For better or worse, these notorious ‘festival films,’ appeal to agencies of foreign funding. Invariably, such topics revolve around current affairs: like Islam, women’s status in the Arab world, and the question of Palestine. Yousri Nasrallah’s latest release, Bab El-Chams (The Door of the Sun, 2004) is about the Palestinian dispossession. Few Egyptian cinemas will screen it, fearing that if they do, they will be stigmatised as cinemas that show the dreaded ‘festival films.’
‘Lone Ranger’ among directors
Dawood Abdelsayed, renowned for his artistic integrity, makes films that fit none of the pigeonholes.
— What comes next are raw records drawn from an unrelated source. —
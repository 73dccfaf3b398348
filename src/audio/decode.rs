//! Base64 PCM payload decoding
//!
//! Speech responses carry raw signed 16-bit little-endian PCM, base64
//! encoded. This turns that payload into normalized per-channel floats.

use crate::{PeshkatError, Result};
use base64::{engine::general_purpose, Engine as _};
use log::debug;
use std::time::Duration;

/// Sample rate of synthesized speech
pub const SPEECH_SAMPLE_RATE: u32 = 24000;

/// Synthesized speech is mono
pub const SPEECH_CHANNELS: u16 = 1;

/// Divisor mapping i16 onto [-1.0, 1.0)
const PCM16_SCALE: f32 = 32768.0;

/// Decoded audio ready for an output backend
///
/// Holds one sample vector per channel, all of the same length.
#[derive(Debug, Clone, PartialEq)]
pub struct AudioBuffer {
    sample_rate: u32,
    channels: Vec<Vec<f32>>,
}

impl AudioBuffer {
    /// Build a buffer from per-channel data
    ///
    /// Fails if there are no channels, the rate is zero, or the channels
    /// differ in length.
    pub fn new(sample_rate: u32, channels: Vec<Vec<f32>>) -> Result<Self> {
        if sample_rate == 0 {
            return Err(PeshkatError::Decode("sample rate must be positive".to_string()));
        }
        if channels.is_empty() {
            return Err(PeshkatError::Decode("buffer needs at least one channel".to_string()));
        }
        let frames = channels[0].len();
        if channels.iter().any(|c| c.len() != frames) {
            return Err(PeshkatError::Decode("channel lengths differ".to_string()));
        }
        Ok(Self { sample_rate, channels })
    }

    pub fn sample_rate(&self) -> u32 {
        self.sample_rate
    }

    /// Number of channels
    pub fn channels(&self) -> u16 {
        self.channels.len() as u16
    }

    /// Number of frames (samples per channel)
    pub fn frame_count(&self) -> usize {
        self.channels.first().map_or(0, Vec::len)
    }

    pub fn is_empty(&self) -> bool {
        self.frame_count() == 0
    }

    /// Samples of one channel
    pub fn channel_data(&self, channel: usize) -> Option<&[f32]> {
        self.channels.get(channel).map(Vec::as_slice)
    }

    /// Playback length at the buffer's sample rate
    pub fn duration(&self) -> Duration {
        Duration::from_secs_f64(self.frame_count() as f64 / self.sample_rate as f64)
    }

    /// Re-interleave channels frame by frame
    ///
    /// Output devices and WAV files both want interleaved samples.
    pub fn interleaved(&self) -> Vec<f32> {
        let frames = self.frame_count();
        let mut out = Vec::with_capacity(frames * self.channels.len());
        for i in 0..frames {
            for channel in &self.channels {
                out.push(channel[i]);
            }
        }
        out
    }
}

/// Decode a standard-alphabet base64 string into raw bytes
pub fn decode_base64(data: &str) -> Result<Vec<u8>> {
    Ok(general_purpose::STANDARD.decode(data.trim())?)
}

/// Turn raw 16-bit little-endian PCM into an [`AudioBuffer`]
///
/// A trailing odd byte is ignored. Samples past the last complete frame
/// are dropped, so `frame_count = samples / channels`.
pub fn decode_pcm16(bytes: &[u8], sample_rate: u32, channels: u16) -> Result<AudioBuffer> {
    if channels == 0 {
        return Err(PeshkatError::Decode("channel count must be positive".to_string()));
    }

    let raw: Vec<i16> = bytes
        .chunks_exact(2)
        .map(|pair| i16::from_le_bytes([pair[0], pair[1]]))
        .collect();

    let channel_count = channels as usize;
    let frame_count = raw.len() / channel_count;

    let mut data: Vec<Vec<f32>> = (0..channel_count)
        .map(|_| Vec::with_capacity(frame_count))
        .collect();
    for (c, channel) in data.iter_mut().enumerate() {
        for i in 0..frame_count {
            channel.push(raw[i * channel_count + c] as f32 / PCM16_SCALE);
        }
    }

    debug!(
        "Decoded {} bytes into {} frames x {} channels at {} Hz",
        bytes.len(),
        frame_count,
        channels,
        sample_rate
    );

    AudioBuffer::new(sample_rate, data)
}

/// Base64 payload straight to a playable buffer
pub fn decode_audio(base64: &str, sample_rate: u32, channels: u16) -> Result<AudioBuffer> {
    let bytes = decode_base64(base64)?;
    decode_pcm16(&bytes, sample_rate, channels)
}

#[cfg(test)]
mod tests {
    use super::*;

    #[test]
    fn test_zero_sample() {
        let buffer = decode_pcm16(&[0x00, 0x00], SPEECH_SAMPLE_RATE, 1).unwrap();
        assert_eq!(buffer.channel_data(0).unwrap(), &[0.0]);
    }

    #[test]
    fn test_max_sample() {
        let buffer = decode_pcm16(&[0xFF, 0x7F], SPEECH_SAMPLE_RATE, 1).unwrap();
        let sample = buffer.channel_data(0).unwrap()[0];
        assert!((sample - 0.99997).abs() < 1e-5);
    }

    #[test]
    fn test_min_sample() {
        let buffer = decode_pcm16(&[0x00, 0x80], SPEECH_SAMPLE_RATE, 1).unwrap();
        assert_eq!(buffer.channel_data(0).unwrap()[0], -1.0);
    }

    #[test]
    fn test_odd_byte_dropped() {
        let buffer = decode_pcm16(&[0x00, 0x40, 0x7F], SPEECH_SAMPLE_RATE, 1).unwrap();
        assert_eq!(buffer.frame_count(), 1);
        assert_eq!(buffer.channel_data(0).unwrap()[0], 0.5);
    }

    #[test]
    fn test_incomplete_frame_dropped() {
        // three samples, two channels -> one frame
        let bytes = [0x00, 0x40, 0x00, 0xC0, 0x00, 0x20];
        let buffer = decode_pcm16(&bytes, SPEECH_SAMPLE_RATE, 2).unwrap();
        assert_eq!(buffer.frame_count(), 1);
        assert_eq!(buffer.channel_data(0).unwrap(), &[0.5]);
        assert_eq!(buffer.channel_data(1).unwrap(), &[-0.5]);
    }

    #[test]
    fn test_deinterleave_stereo() {
        let bytes = [0x00, 0x40, 0x00, 0x00, 0x00, 0xC0, 0x00, 0x20];
        let buffer = decode_pcm16(&bytes, 48000, 2).unwrap();
        assert_eq!(buffer.channel_data(0).unwrap(), &[0.5, -0.5]);
        assert_eq!(buffer.channel_data(1).unwrap(), &[0.0, 0.25]);
        assert_eq!(buffer.interleaved(), vec![0.5, 0.0, -0.5, 0.25]);
    }

    #[test]
    fn test_zero_channels_rejected() {
        assert!(matches!(
            decode_pcm16(&[0, 0], SPEECH_SAMPLE_RATE, 0),
            Err(PeshkatError::Decode(_))
        ));
    }

    #[test]
    fn test_zero_sample_rate_rejected() {
        assert!(decode_pcm16(&[0, 0], 0, 1).is_err());
    }

    #[test]
    fn test_empty_base64() {
        let buffer = decode_audio("", SPEECH_SAMPLE_RATE, SPEECH_CHANNELS).unwrap();
        assert!(buffer.is_empty());
        assert_eq!(buffer.channels(), 1);
        assert_eq!(buffer.duration(), Duration::ZERO);
    }

    #[test]
    fn test_malformed_base64() {
        let err = decode_audio("not*base64", SPEECH_SAMPLE_RATE, 1).unwrap_err();
        assert!(matches!(err, PeshkatError::Decode(_)));
    }

    #[test]
    fn test_base64_payload() {
        // "AAD/fw==" -> [0x00, 0x00, 0xFF, 0x7F]
        let buffer = decode_audio("AAD/fw==", SPEECH_SAMPLE_RATE, 1).unwrap();
        assert_eq!(buffer.frame_count(), 2);
        assert_eq!(buffer.sample_rate(), 24000);
    }

    #[test]
    fn test_duration() {
        let bytes = vec![0u8; 48000];
        let buffer = decode_pcm16(&bytes, SPEECH_SAMPLE_RATE, 1).unwrap();
        assert_eq!(buffer.duration(), Duration::from_secs(1));
    }
}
He cannot call himself a director, he says, because by definition a director is someone who can be hired to direct someone else’s script. Nor can he call himself a writer/director because he refuses to be commissioned to write and direct a film. According to his own, well thought-out definition, he is ‘a filmmaker who makes films when I feel compelled to do so.’ Abdelsayed, born in 1946, has only made seven films so far and is currently working on his eighth.
His latest release Muwaten, Mokhber, Wa Haramy (A Citizen, Detective, and a Thief, 2003) did well commercially because one of the actors, Sha’aban Abdelrehim was at the prime of his singing career at the release date. Like a true man of the age, Abdelrehim’s album was a bestseller thanks to a song called ‘I Hate Israel.’ His casting in Muwaten raised eyebrows: the epitome of popular culture in its basest form, appears in a film by the respected Dawood Abdelsayed?!
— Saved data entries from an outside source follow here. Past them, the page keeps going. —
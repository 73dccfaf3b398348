//! Configuration management

use crate::api::{Feature, DEFAULT_BASE_URL};
use crate::audio::backends::DEFAULT_OUTPUT;
use crate::audio::{OutputKind, SPEECH_CHANNELS, SPEECH_SAMPLE_RATE};
use crate::speech::SpeechFormat;
use crate::{PeshkatError, Result};
use ini::Ini;
use log::{debug, info, warn};
use std::path::{Path, PathBuf};
use std::time::Duration;

/// Environment variables checked for the API key, in order
pub const API_KEY_VARS: &[&str] = &["GEMINI_API_KEY", "API_KEY"];

/// Application configuration
///
/// Backed by an INI file (~/.peshkat.cfg) holding API access, model
/// overrides, speech output settings and UI defaults.
pub struct Config {
    /// INI configuration storage
    ini: Ini,

    /// Config file path
    path: PathBuf,
}

impl Config {
    /// Load configuration from ~/.peshkat.cfg, creating it if missing
    pub fn load() -> Result<Self> {
        Self::load_from(&Self::config_path())
    }

    /// Load configuration from a specific file, creating it if missing
    pub fn load_from(path: &Path) -> Result<Self> {
        debug!("Loading config from {:?}", path);

        let ini = if path.exists() {
            Ini::load_from_file(path)
                .map_err(|e| PeshkatError::IniParse(format!("Failed to load config: {}", e)))?
        } else {
            info!("Config file not found, creating default");
            let default = Self::default_config();
            default
                .write_to_file(path)
                .map_err(|e| PeshkatError::IniParse(format!("Failed to write config: {}", e)))?;
            default
        };

        Ok(Self::from_ini(ini, path.to_path_buf()))
    }

    /// Wrap an already parsed INI without touching disk
    pub fn from_ini(ini: Ini, path: PathBuf) -> Self {
        Self { ini, path }
    }

    /// Defaults only, not tied to a file on disk
    pub fn defaults() -> Self {
        Self::from_ini(Self::default_config(), Self::config_path())
    }

    /// Save configuration to disk
    pub fn save(&self) -> Result<()> {
        debug!("Saving config to {:?}", self.path);
        self.ini
            .write_to_file(&self.path)
            .map_err(|e| PeshkatError::Config(format!("Failed to save config: {}", e)))
    }

    /// Get config file path (~/.peshkat.cfg)
    fn config_path() -> PathBuf {
        dirs::home_dir()
            .unwrap_or_else(|| PathBuf::from("."))
            .join(".peshkat.cfg")
    }

    /// Expose the config file path for display
    pub fn path(&self) -> &PathBuf {
        &self.path
    }

    /// Create default configuration
    fn default_config() -> Ini {
        let mut ini = Ini::new();

        ini.with_section(Some("api"))
            .set("base_url", DEFAULT_BASE_URL)
            .set("api_key", "")
            .set("timeout_secs", "60");

        ini.with_section(Some("speech"))
            .set("voice", "Kore")
            .set("sample_rate", SPEECH_SAMPLE_RATE.to_string())
            .set("channels", SPEECH_CHANNELS.to_string())
            .set("output", DEFAULT_OUTPUT)
            .set("wav_dir", "peshkat-audio");

        ini.with_section(Some("ui"))
            .set("language", "en")
            .set("theme", "Black");

        ini.with_section(Some("models"));

        ini
    }

    /// Get a string value from config
    pub fn get_string(&self, section: &str, key: &str, default: &str) -> String {
        self.ini
            .get_from(Some(section), key)
            .unwrap_or(default)
            .to_string()
    }

    /// Get an integer value from config
    pub fn get_int(&self, section: &str, key: &str, default: i64) -> i64 {
        self.ini
            .get_from(Some(section), key)
            .and_then(|v| v.trim().parse().ok())
            .unwrap_or(default)
    }

    /// Set a value in config
    pub fn set(&mut self, section: &str, key: &str, value: &str) {
        self.ini.with_section(Some(section)).set(key, value);
    }

    // API access

    pub fn base_url(&self) -> String {
        self.get_string("api", "base_url", DEFAULT_BASE_URL)
    }

    /// API key from the environment, else from `[api] api_key`
    pub fn api_key(&self) -> Option<String> {
        API_KEY_VARS
            .iter()
            .filter_map(|var| std::env::var(var).ok())
            .chain(self.ini.get_from(Some("api"), "api_key").map(str::to_string))
            .map(|key| key.trim().to_string())
            .find(|key| !key.is_empty())
    }

    /// Request timeout
    pub fn timeout(&self) -> Duration {
        let secs = self.get_int("api", "timeout_secs", 60);
        Duration::from_secs(secs.clamp(1, 600) as u64)
    }

    /// Model override for a feature from the `[models]` section
    pub fn model_override(&self, feature: Feature) -> Option<String> {
        self.ini
            .get_from(Some("models"), feature.key())
            .map(str::trim)
            .filter(|m| !m.is_empty())
            .map(str::to_string)
    }

    // Speech

    /// Prebuilt voice for speech synthesis
    pub fn voice(&self) -> String {
        self.get_string("speech", "voice", "Kore")
    }

    /// PCM format assumed when the response does not state one
    pub fn speech_format(&self) -> SpeechFormat {
        let sample_rate = self.get_int("speech", "sample_rate", SPEECH_SAMPLE_RATE as i64);
        let channels = self.get_int("speech", "channels", SPEECH_CHANNELS as i64);

        let sample_rate = u32::try_from(sample_rate)
            .ok()
            .filter(|&r| r > 0)
            .unwrap_or(SPEECH_SAMPLE_RATE);
        let channels = u16::try_from(channels)
            .ok()
            .filter(|&c| c > 0)
            .unwrap_or(SPEECH_CHANNELS);

        SpeechFormat {
            sample_rate,
            channels,
        }
    }

    /// Where played audio goes
    pub fn output_kind(&self) -> OutputKind {
        let wav_dir = PathBuf::from(self.get_string("speech", "wav_dir", "peshkat-audio"));
        let value = self.get_string("speech", "output", DEFAULT_OUTPUT);
        OutputKind::parse(&value, wav_dir).unwrap_or_else(|| {
            warn!("Unknown speech output {:?}, using null", value);
            OutputKind::Null
        })
    }

    // UI defaults

    pub fn ui_language(&self) -> String {
        self.get_string("ui", "language", "en")
    }

    pub fn theme_name(&self) -> String {
        self.get_string("ui", "theme", "Black")
    }
}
In fact, Abdelrehim was beautifully cast in his role as an ignorant thief who had no knowledge of art or culture but became a publisher. He asks a writer to take out the inappropriate parts of the novel, ‘because religion says this is wrong.’ The ironies raised by the thief’s situation, an almost illiterate, yet devout, publisher, are paralleled by the actual reality of the artistic field – contemporary producers may or may not have picked up on the allusion!
Some films get critical acclaim because of the timeliness of their release. Dawood Abdelsayed’s films do not succumb to the temptation of tailor-made relevance. When asked to take up a certain topic geared towards foreign funding, he prefers not to. ‘When you try to answer the unanswerable questions… that is what art is all about. Such questions include the big existential questions like why was I born, why am I here… but also other less grand unanswerable questions. Why and how do we fall in love?’ His work in progress, Retha’ Ala El-Bahr, (Seaside Eulogy,) is a romance. Such films do not have an expiry date.
Commercial cinema in Egypt succeeds in the quasi-paradoxical task of entertaining and indoctrinating the unsuspecting viewer. Controversial films are thought-provoking. Yet when it comes to the art of making heart-piercing films, Egypt – no different from the rest of the world – can only boast of a few Diogenes-like filmmakers who persist in the midst of commercialism and controversy to express themselves honestly… regardless. The future belongs to them.
Maggie Morgan is a producer who works with an independent film company in Egypt and she also teaches a literature/cultural studies class at the American University in Cairo. She wrote her M.A. Thesis on autobiography in literature and cinema.